A semi-Automatic Approach for Parallel Problem Solving using the Multi-BSP Model

Abstract

The Multi-Bulk Synchronous Parallel (Multi-BSP) model is a recently proposed parallel programming model for multicore machines that extends the classic Bulk Synchronous Parallel model. Multi-BSP aims to be a useful model to design algorithms and estimate their running time. This model heavily relies on the right computation of parameters that characterize the hardware. Of course, the hardware utilization also depends on the specific features of the problems and the algorithms applied to solve them. This article introduces a semi-automatic approach for solving problems applying parallel algorithms using the Multi-BSP model.
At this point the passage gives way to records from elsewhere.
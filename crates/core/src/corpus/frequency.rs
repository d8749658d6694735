//! N-gram frequency bases, computed once per corpus context.

use std::collections::HashMap;

use crate::error::{PhonoError, Result};
use crate::types::BOUNDARY;

/// Identifies one frequency base within a context's cache.
#[derive(Debug, Clone, Copy, PartialEq, Eq, Hash)]
pub struct FrequencyBaseKey {
    pub gram_size: usize,
    /// Grams touching a word boundary count half.
    pub halve_edges: bool,
    /// Count grams separately for each start position.
    pub preserve_position: bool,
    /// Pad sequences with `#` on both sides before counting.
    pub word_boundaries: bool,
}

impl FrequencyBaseKey {
    pub fn unigrams() -> Self {
        Self {
            gram_size: 1,
            halve_edges: false,
            preserve_position: false,
            word_boundaries: false,
        }
    }

    pub fn bigrams(halve_edges: bool) -> Self {
        Self {
            gram_size: 2,
            halve_edges,
            preserve_position: false,
            word_boundaries: true,
        }
    }
}

type GramKey = (Option<usize>, Vec<String>);

/// Weighted n-gram counts over a corpus context.
#[derive(Debug, Clone, Default)]
pub struct FrequencyBase {
    counts: HashMap<GramKey, f64>,
    total: f64,
}

impl FrequencyBase {
    /// Count grams over `(sequence, weight)` items.
    pub fn build<'a, I>(key: FrequencyBaseKey, items: I) -> Result<Self>
    where
        I: IntoIterator<Item = (&'a [String], f64)>,
    {
        if key.gram_size == 0 {
            return Err(PhonoError::Config("n-gram size must be at least 1".into()));
        }

        let mut base = FrequencyBase::default();
        let boundary = BOUNDARY.to_string();
        for (sequence, weight) in items {
            let padded: Vec<&String> = if key.word_boundaries {
                std::iter::once(&boundary)
                    .chain(sequence.iter())
                    .chain(std::iter::once(&boundary))
                    .collect()
            } else {
                sequence.iter().collect()
            };
            if padded.len() < key.gram_size {
                continue;
            }
            for (start, window) in padded.windows(key.gram_size).enumerate() {
                let touches_edge = window.iter().any(|s| s.as_str() == BOUNDARY);
                let w = if key.halve_edges && touches_edge { weight / 2.0 } else { weight };
                let gram: Vec<String> = window.iter().map(|s| s.to_string()).collect();
                let position = key.preserve_position.then_some(start);
                *base.counts.entry((position, gram)).or_insert(0.0) += w;
                base.total += w;
            }
        }
        Ok(base)
    }

    pub fn total(&self) -> f64 {
        self.total
    }

    /// Weighted count of `gram` summed over all positions.
    pub fn count(&self, gram: &[String]) -> f64 {
        self.counts
            .iter()
            .filter(|((_, g), _)| g.as_slice() == gram)
            .map(|(_, c)| *c)
            .sum()
    }

    /// Weighted count of `gram` starting at `position` (position-preserving bases only).
    pub fn count_at(&self, position: usize, gram: &[String]) -> f64 {
        self.counts
            .get(&(Some(position), gram.to_vec()))
            .copied()
            .unwrap_or(0.0)
    }

    /// Relative frequency of `gram`; a gram never seen is an error.
    pub fn probability(&self, gram: &[String]) -> Result<f64> {
        let count = self.count(gram);
        if count <= 0.0 || self.total <= 0.0 {
            return Err(PhonoError::GramNotFound(gram.to_vec()));
        }
        Ok(count / self.total)
    }
}
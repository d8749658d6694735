//! Error type shared by every analysis in the crate.

use crate::contrast::prod::CoverageReport;

/// Errors raised by alignment, functional-load and predictability analyses.
#[derive(Debug, thiserror::Error)]
pub enum PhonoError {
    /// Bad algorithm name, empty argument list or malformed option.
    #[error("invalid configuration: {0}")]
    Config(String),

    #[error("segment '{0}' is not in the corpus inventory")]
    SegmentNotFound(String),

    #[error("no feature specification for segment(s): {}", .0.join(", "))]
    MissingSpecification(Vec<String>),

    #[error("word '{0}' not found in corpus")]
    WordNotFound(String),

    /// The target segments never occur in a countable position.
    #[error("none of the segments {} occur in a countable position", .0.join(", "))]
    NoOccurrences(Vec<String>),

    #[error("n-gram '{}' does not occur in the corpus", .0.join(""))]
    GramNotFound(Vec<String>),

    #[error(
        "environments do not cover the corpus: {} occurrence(s) missing, {} overlapping",
        .0.missing.len(),
        .0.overlapping.len()
    )]
    Coverage(Box<CoverageReport>),

    #[error("invalid environment '{input}': {reason}")]
    Environment { input: String, reason: String },

    #[error("operation cancelled")]
    Cancelled,
}

pub type Result<T> = std::result::Result<T, PhonoError>;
First, the specific multicore computer to use is characterized by applying an automatic procedure. After that, the hardware architecture discovered in the previous step is considered in order to design a portable parallel algorithm. Finally, a fine tuning of parameters is performed to improve the overall efficiency. We propose a specific benchmark for measuring the parameters that characterize the communication and synchronization costs in a particular hardware. Our approach discovers the hierarchical structure of the multicore architecture and compute both parameters for each level that can share data and make synchronizations between computing units. A second contribution of our research is a proposal for a Multi-BSP engine. It allows designing algorithms by applying a recursive methodology over the hierarchical tree already built by the benchmark, focusing on three atomic functions based in a divide-and-conquer strategy. The validation of the proposed method is reported, by studying an algorithm implemented in a prototype of the Multi-BSP engine, testing different parameter configurations that best fit to each problem and using three different high-performance multicore computers.